Panel Patter Quick Hits: Cunningham, Darrow, and Ronan/Inyagwa

More short reviews for your Monday Morning, leading off with Emilia Packard's look at Age of Selfishness, a take down of Ayn Rand and her beliefs that lacks enough nuance to work as a critique:


The Age of Selfishness
Written and Illustrated by Darryl Cunningham
Published by Abrams

It’s fine not to like Ayn Rand -- I certainly don’t. It’s fine to be furious at financial deregulation and its contribution to the Global Financial Crisis of the later 2000s - I know I am. It’s even fine to define yourself as politically liberal and believe that liberals are superior in open-mindness, willingness to change, giving to others, and so forth -- I basically do. It’s, however emphatically not fine to conflate all these feelings as though they were implicitly connected and offered some complete and completely satisfying answer as to everything that’s wrong with the world.

There’s a lot of good in The Age of Selfishness, especially in the first two sections-- there’s a fascinating and crisp biography of a hypocritical and hateful Ayn Rand, what a mess she was. There’s a fantastic explanation of how sub-prime mortages were created and why they contributed so tremendously to the financial crisis. There is a tenuous but interesting argument advanced about how conservative values are close-minded and self-serving and how many conservatives have inculcated and propagated Randian objectivism and selfish attitudes to society’s detriment and their own.

Unfortunately, it’s not all tied together very well, and presumes over and over again that you are absolutely on the same page as Cunningham, that the troubles of our era are for the most part due to conservative values and Alan Greenspan, ignoring the equally selfish and troubling effects of a mass-media consuming, selfie-snapping, Facebook-fed generation on societal mores. Furthermore, though his Cunningham’s art is serviceable, and effectively accusatory, it gets monotonous -- it’s too bad, because this has the makings of a great book, but he assumes that you are hook line and sinker on his side from the get go, and for me, while I do agree with his premise that we are getting more selfish as a society, Randian economics are far from the only contributing factor. And furthermore, if I have to see crumbling buildings signifying societal decay and downfall again, I will scream. Some good stuff here, but a bit too on the nose as a whole. (Review by Emilia Packard)
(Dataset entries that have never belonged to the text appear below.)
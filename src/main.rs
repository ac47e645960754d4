use anyhow::Result;
use clap::{Parser, Subcommand};
use colored::Colorize;
use minivc::artifacts::core::Output;
use minivc::artifacts::objects::commit::Commit;
use minivc::artifacts::status::status_info::WorkspaceChange;
use minivc::commands::porcelain::checkout::CheckoutOutcome;
use minivc::{CheckoutTarget, LogScope, Repository, VcError};
use std::io::Write;
use std::path::{Path, PathBuf};
use tracing_subscriber::EnvFilter;

#[derive(Parser)]
#[command(
    name = "minivc",
    version,
    about = "A small local version-control engine",
    long_about = "minivc keeps content-addressed snapshots of the files in a directory, \
    with branches, a staging area, checkout, reset and three-way merge.",
    help_template = r"
{name} {version} - {about}

USAGE:
    {usage}

OPTIONS:
    {all-args}
"
)]
struct Cli {
    #[arg(
        short = 'C',
        global = true,
        default_value = ".",
        help = "Run as if minivc was started in this directory"
    )]
    directory: PathBuf,
    #[command(subcommand)]
    command: Commands,
}

#[derive(Subcommand)]
enum Commands {
    #[command(
        name = "init",
        about = "Create a repository",
        long_about = "This command creates a repository with an empty root commit on the default branch."
    )]
    Init,
    #[command(
        name = "add",
        about = "Stage files for the next commit",
        long_about = "This command stages files. `add .` stages every file allowed by the extension policy, \
        `add -f <file>` stages a single file."
    )]
    Add {
        #[arg(short = 'f', long = "file", help = "A single file to stage")]
        file: Option<PathBuf>,
        #[arg(index = 1, help = "Paths to stage; `.` stages everything")]
        paths: Vec<PathBuf>,
    },
    #[command(
        name = "rm",
        about = "Schedule a file for removal",
        long_about = "This command unstages a file, schedules it for removal and deletes it from the working directory."
    )]
    Rm {
        #[arg(index = 1)]
        file: PathBuf,
    },
    #[command(
        name = "commit",
        about = "Record the staged changes",
        long_about = "This command creates a new commit on the current branch from the staging area."
    )]
    Commit {
        #[arg(short, long, help = "The commit message")]
        message: String,
    },
    #[command(name = "status", about = "Show branches, staged and unstaged changes")]
    Status,
    #[command(
        name = "log",
        about = "Show commit history",
        long_about = "This command shows the history of the current branch, or every commit with --global."
    )]
    Log {
        #[arg(long, help = "Follow the repository-wide chain instead of the branch")]
        global: bool,
    },
    #[command(
        name = "checkout",
        about = "Switch branches or restore files",
        long_about = "checkout -b <branch>        create a branch at HEAD and switch to it\n\
        checkout <branch>           switch to an existing branch\n\
        checkout --<file>           restore a file from HEAD\n\
        checkout -c <hash> --<file> restore a file from a commit"
    )]
    Checkout {
        #[arg(
            num_args = 1..,
            trailing_var_arg = true,
            allow_hyphen_values = true,
            required = true
        )]
        args: Vec<String>,
    },
    #[command(
        name = "branch",
        about = "List or delete branches",
        long_about = "Without arguments this command lists branches; with -d it deletes one."
    )]
    Branch {
        #[arg(short = 'd', long = "delete", help = "The branch to delete")]
        delete: Option<String>,
    },
    #[command(
        name = "reset",
        about = "Rewind the repository to a commit",
        long_about = "This command moves HEAD back to a commit on the global history, \
        dropping branches created after it and restoring its files."
    )]
    Reset {
        #[arg(index = 1)]
        commit: String,
    },
    #[command(
        name = "merge",
        about = "Merge a branch into the current one",
        long_about = "This command stages the three-way merge of the given branch; commit to record it."
    )]
    Merge {
        #[arg(index = 1)]
        branch: String,
    },
}

fn main() -> Result<()> {
    tracing_subscriber::fmt()
        .with_env_filter(
            EnvFilter::try_from_env("MINIVC_LOG").unwrap_or_else(|_| EnvFilter::new("warn")),
        )
        .with_writer(std::io::stderr)
        .init();

    let cli = Cli::parse();

    match run(&cli) {
        Ok(()) => Ok(()),
        Err(error) => match error.downcast_ref::<VcError>() {
            Some(error) => {
                println!("error: {error}");
                if error.is_not_found() {
                    println!("hint: `minivc status` and `minivc log --global` show what exists");
                }
                if !error.is_precondition() {
                    tracing::warn!("the operation failed on I/O; check `minivc status` before retrying");
                }
                std::process::exit(1);
            }
            None => Err(error),
        },
    }
}

fn run(cli: &Cli) -> Result<()> {
    let directory = cli.directory.as_path();

    match &cli.command {
        Commands::Init => {
            let repository = Repository::init(directory)?;
            println!(
                "Initialized empty minivc repository in {}",
                repository.repository_dir().display()
            );
        }
        Commands::Add { file, paths } => {
            let mut repository = Repository::open(directory)?;
            let targets = file.iter().chain(paths.iter()).collect::<Vec<_>>();
            if targets.is_empty() {
                anyhow::bail!("nothing specified, nothing added; try `minivc add .`");
            }

            for target in targets {
                let report = if target == Path::new(".") {
                    repository.add_all()?
                } else {
                    repository.add(target)?
                };
                for file_name in report.skipped {
                    println!("skipping {file_name}: extension not tracked");
                }
            }
            repository.save()?;
        }
        Commands::Rm { file } => {
            let mut repository = Repository::open(directory)?;
            repository.remove(file)?;
            repository.save()?;
        }
        Commands::Commit { message } => {
            let mut repository = Repository::open(directory)?;
            let commit = repository.commit(message)?;
            repository.save()?;

            println!(
                "[{} {}] {}",
                commit.branch(),
                commit.hash().to_short_oid(),
                commit.short_message()
            );
        }
        Commands::Status => {
            let repository = Repository::open(directory)?;
            print_status(&repository)?;
        }
        Commands::Log { global } => {
            let repository = Repository::open(directory)?;
            let scope = if *global {
                LogScope::Global
            } else {
                LogScope::Branch
            };

            let mut output = Output::detect();
            for commit in repository.log(scope)? {
                write_commit(&mut output, &commit?)?;
            }
            output.finish()?;
        }
        Commands::Checkout { args } => {
            let mut repository = Repository::open(directory)?;
            let target = CheckoutTarget::try_parse(args)?;

            match repository.checkout(target)? {
                CheckoutOutcome::BranchCreated(branch) => {
                    println!("Switched to a new branch '{branch}'")
                }
                CheckoutOutcome::Switched(branch) => println!("Switched to branch '{branch}'"),
                CheckoutOutcome::FileRestored { file, commit } => {
                    println!("Restored {file} from {}", commit.to_short_oid())
                }
            }
            repository.save()?;
        }
        Commands::Branch { delete } => {
            let mut repository = Repository::open(directory)?;

            match delete {
                Some(name) => {
                    let head = repository.delete_branch(name)?;
                    repository.save()?;
                    println!("Deleted branch {name} (was {}).", head.to_short_oid());
                }
                None => {
                    for entry in repository.list_branches() {
                        if entry.is_current {
                            println!("* {}", entry.name.to_string().green());
                        } else {
                            println!("  {}", entry.name);
                        }
                    }
                }
            }
        }
        Commands::Reset { commit } => {
            let mut repository = Repository::open(directory)?;
            let report = repository.reset(commit)?;
            repository.save()?;

            for branch in &report.removed_branches {
                println!("Removed branch {branch}");
            }
            println!(
                "HEAD is now at {} on {}",
                report.landed.to_short_oid(),
                report.branch
            );
        }
        Commands::Merge { branch } => {
            let mut repository = Repository::open(directory)?;
            let report = repository.merge(branch)?;
            repository.save()?;

            println!(
                "Merging {branch} into {} from common ancestor {}",
                repository.current_branch(),
                report.ancestor.to_short_oid()
            );
            for file_name in &report.conflicts {
                println!("{} in {file_name}", "CONFLICT".red());
            }
            if report.conflicts.is_empty() {
                println!("Staged {} file(s); commit to finish the merge", report.staged.len());
            } else {
                println!("Encountered a merge conflict; fix the files and commit the result");
            }
        }
    }

    Ok(())
}

fn print_status(repository: &Repository) -> Result<()> {
    let status = repository.status()?;
    let mut stdout = std::io::stdout().lock();

    writeln!(stdout, "=== Branches ===")?;
    for branch in &status.branches {
        if *branch == status.current_branch {
            writeln!(stdout, "{}", format!("*{branch}").green())?;
        } else {
            writeln!(stdout, "{branch}")?;
        }
    }

    writeln!(stdout, "\n=== Staged Files ===")?;
    for file_name in &status.staged {
        writeln!(stdout, "{}", file_name.green())?;
    }

    writeln!(stdout, "\n=== Removed Files ===")?;
    for file_name in &status.removed {
        writeln!(stdout, "{}", file_name.green())?;
    }

    writeln!(stdout, "\n=== Modifications Not Staged For Commit ===")?;
    for (file_name, change) in &status.unstaged {
        let label = match change {
            WorkspaceChange::Modified => "modified",
            WorkspaceChange::Deleted => "deleted",
        };
        writeln!(stdout, "{}", format!("{file_name} ({label})").red())?;
    }

    writeln!(stdout, "\n=== Untracked Files ===")?;
    for file_name in &status.untracked {
        writeln!(stdout, "{}", file_name.red())?;
    }

    Ok(())
}

fn write_commit(output: &mut impl Write, commit: &Commit) -> Result<()> {
    writeln!(output, "{}", format!("commit {}", commit.hash()).yellow())?;
    if let (Some(prev), Some(merged)) = (commit.prev_commit(), commit.merge_parent()) {
        writeln!(
            output,
            "Merge: {} {}",
            prev.to_short_oid(),
            merged.to_short_oid()
        )?;
    }
    writeln!(output, "Branch: {}", commit.branch())?;
    writeln!(output, "Author: {}", commit.author().display_name())?;
    writeln!(output, "Date:   {}", commit.author().readable_timestamp())?;
    writeln!(output)?;
    for message_line in commit.message().lines() {
        writeln!(output, "    {message_line}")?;
    }
    writeln!(output)?;

    Ok(())
}
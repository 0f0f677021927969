//! Adapter contract
//!
//! An adapter owns the gateway's local side: it reads packets of
//! interest from the local network, delivers ingress packets back into
//! it, and reacts to peer control messages. The gateway core stays
//! agnostic of what "local network" means; the IP tunnel adapter is one
//! implementation, the policy/ethernet family another.

use std::sync::Arc;

use async_trait::async_trait;
use bytes::BytesMut;

use pathgate_net::IsdAs;

use crate::error::CoreResult;
use crate::message::Message;

/// Write access to one peer's encrypted channels.
#[async_trait]
pub trait PeerWriter: Send + Sync {
    /// Write raw bytes to the encrypted control channel.
    async fn write_ctrl(&self, buf: &mut BytesMut) -> CoreResult<usize>;

    /// Write raw bytes to the encrypted data channel.
    async fn write_data(&self, buf: &mut BytesMut) -> CoreResult<usize>;

    /// Encode and write a control message.
    async fn write_msg(&self, msg: &Message) -> CoreResult<()>;
}

/// Peer lookup by AS identifier, implemented by the gateway.
#[async_trait]
pub trait PeerDirectory: Send + Sync {
    async fn writer(&self, ia: IsdAs) -> CoreResult<Arc<dyn PeerWriter>>;
}

/// The local-network side of the gateway.
#[async_trait]
pub trait Adapter: Send + Sync {
    /// Blocking read of one packet from the local network.
    async fn read(&self, buf: &mut [u8]) -> CoreResult<usize>;

    /// Deliver a decrypted packet from a peer into the local network.
    async fn process_ingress_pkt(&self, buf: &[u8]);

    /// Forward a local packet to the peer responsible for its
    /// destination. Drops the packet on any failure.
    async fn process_egress_pkt(&self, buf: &mut BytesMut, peers: &dyn PeerDirectory);

    /// Handle an adapter-directed control message from a peer.
    async fn process_ctrl_msg(&self, msg: Message, remote: IsdAs);

    /// Invoked once a peer's handshake completes; the adapter announces
    /// its local configuration over the peer's control channel.
    async fn handshake_complete(&self, peer: Arc<dyn PeerWriter>);
}
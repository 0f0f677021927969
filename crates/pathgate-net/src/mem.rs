//! In-process network for integration tests
//!
//! A [`MemHub`] routes datagrams between every socket registered on it,
//! across any number of [`MemNetwork`] handles (one per simulated
//! gateway). Paths are honored to the extent tests need: the hub can be
//! told to drop every datagram sent along a given path fingerprint,
//! which is how fail-over scenarios kill the active path.

use std::collections::{HashMap, HashSet};
use std::net::SocketAddr;
use std::sync::{Arc, Mutex};

use async_trait::async_trait;
use tokio::sync::mpsc;

use crate::addr::{IsdAs, PathAddr};
use crate::error::{NetError, NetResult};
use crate::network::{Network, PathConn};
use crate::path::{Path, PathFingerprint};

struct MemDatagram {
    from: PathAddr,
    payload: Vec<u8>,
}

struct HubState {
    sockets: HashMap<PathAddr, mpsc::UnboundedSender<MemDatagram>>,
    dead_paths: HashSet<PathFingerprint>,
    next_port: u16,
}

/// Shared routing fabric between in-process gateways.
pub struct MemHub {
    state: Mutex<HubState>,
}

impl MemHub {
    pub fn new() -> Arc<Self> {
        Arc::new(Self {
            state: Mutex::new(HubState {
                sockets: HashMap::new(),
                dead_paths: HashSet::new(),
                next_port: 40000,
            }),
        })
    }

    /// Drop every datagram sent along the path with this fingerprint.
    pub fn fail_path(&self, fingerprint: &str) {
        self.state
            .lock()
            .unwrap()
            .dead_paths
            .insert(fingerprint.to_string());
    }

    /// Undo [`MemHub::fail_path`].
    pub fn restore_path(&self, fingerprint: &str) {
        self.state.lock().unwrap().dead_paths.remove(fingerprint);
    }

    fn register(
        &self,
        ia: IsdAs,
        host: SocketAddr,
    ) -> NetResult<(PathAddr, mpsc::UnboundedReceiver<MemDatagram>)> {
        let mut state = self.state.lock().unwrap();
        let host = if host.port() == 0 {
            let port = state.next_port;
            state.next_port += 1;
            SocketAddr::new(host.ip(), port)
        } else {
            host
        };
        let addr = PathAddr::new(ia, host);
        if state.sockets.contains_key(&addr) {
            return Err(NetError::Socket(std::io::Error::new(
                std::io::ErrorKind::AddrInUse,
                addr.to_string(),
            )));
        }
        let (tx, rx) = mpsc::unbounded_channel();
        state.sockets.insert(addr.clone(), tx);
        Ok((addr, rx))
    }

    /// Datagram semantics: unknown destinations and dead paths swallow
    /// the datagram silently.
    fn route(&self, from: &PathAddr, to: &PathAddr, fingerprint: Option<&str>, payload: &[u8]) {
        let state = self.state.lock().unwrap();
        if let Some(fp) = fingerprint {
            if state.dead_paths.contains(fp) {
                return;
            }
        }
        if let Some(tx) = state.sockets.get(to) {
            let _ = tx.send(MemDatagram {
                from: from.clone(),
                payload: payload.to_vec(),
            });
        }
    }

    fn unregister(&self, addr: &PathAddr) {
        self.state.lock().unwrap().sockets.remove(addr);
    }
}

/// Per-gateway [`Network`] handle over a shared [`MemHub`].
pub struct MemNetwork {
    hub: Arc<MemHub>,
    local_ia: IsdAs,
}

impl MemNetwork {
    pub fn new(hub: Arc<MemHub>, local_ia: IsdAs) -> Self {
        Self { hub, local_ia }
    }
}

#[async_trait]
impl Network for MemNetwork {
    async fn listen(&self, host: SocketAddr) -> NetResult<Box<dyn PathConn>> {
        let (local, rx) = self.hub.register(self.local_ia, host)?;
        Ok(Box::new(MemConn {
            hub: self.hub.clone(),
            local,
            rx: tokio::sync::Mutex::new(rx),
            remote: None,
            fingerprint: None,
        }))
    }

    async fn dial(&self, remote: PathAddr, path: &Path) -> NetResult<Box<dyn PathConn>> {
        let bind = SocketAddr::new(std::net::Ipv4Addr::UNSPECIFIED.into(), 0);
        let (local, rx) = self.hub.register(self.local_ia, bind)?;
        let fp = path.fingerprint();
        Ok(Box::new(MemConn {
            hub: self.hub.clone(),
            local,
            rx: tokio::sync::Mutex::new(rx),
            remote: Some(remote),
            fingerprint: if fp.is_empty() { None } else { Some(fp) },
        }))
    }
}

struct MemConn {
    hub: Arc<MemHub>,
    local: PathAddr,
    rx: tokio::sync::Mutex<mpsc::UnboundedReceiver<MemDatagram>>,
    remote: Option<PathAddr>,
    fingerprint: Option<PathFingerprint>,
}

#[async_trait]
impl PathConn for MemConn {
    async fn send(&self, buf: &[u8]) -> NetResult<usize> {
        let remote = self
            .remote
            .as_ref()
            .ok_or_else(|| NetError::Unreachable("connection is not dialed".to_string()))?;
        self.hub
            .route(&self.local, remote, self.fingerprint.as_deref(), buf);
        Ok(buf.len())
    }

    async fn send_to(&self, buf: &[u8], remote: &PathAddr) -> NetResult<usize> {
        self.hub.route(&self.local, remote, None, buf);
        Ok(buf.len())
    }

    async fn recv_from(&self, buf: &mut [u8]) -> NetResult<(usize, PathAddr)> {
        let mut rx = self.rx.lock().await;
        let datagram = rx.recv().await.ok_or_else(|| {
            NetError::Socket(std::io::Error::new(
                std::io::ErrorKind::BrokenPipe,
                "hub closed",
            ))
        })?;
        if datagram.payload.len() > buf.len() {
            return Err(NetError::MalformedDatagram(format!(
                "datagram of {} bytes exceeds receive buffer",
                datagram.payload.len()
            )));
        }
        buf[..datagram.payload.len()].copy_from_slice(&datagram.payload);
        Ok((datagram.payload.len(), datagram.from))
    }

    fn local_addr(&self) -> PathAddr {
        self.local.clone()
    }
}

impl Drop for MemConn {
    fn drop(&mut self) {
        self.hub.unregister(&self.local);
    }
}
Shaolin Cowboy: Shemp Buffet
Written and Illustrated by Geof Darrow
Colored by Dave Stewart
Lettered by Peter Doherty
Dark Horse Comics

If you want to see over a hundred pages of a man graphically butchering zombies with an elaborate contraption made of two chainsaws attached to a long pole, then Shaolin Cowboy: Shemp Buffet is the perfect book for you. If you know Geof Darrow's work, then you know what to expect here. If not, then know that he is an absolutely stunning visual storyteller, who brings all kinds of insane levels of detail to the page. He's in some pretty rarified air when it comes to both his ability and his general style; he's an influential artist (though I've only come to his work after seeing the work of others who have clearly been influenced by him), and his work brings to mind the style of Frank Quitely, Rafael Grampa, Nick Pitarra and James Stokoe. What I would call a beautifully ugly style of artwork. 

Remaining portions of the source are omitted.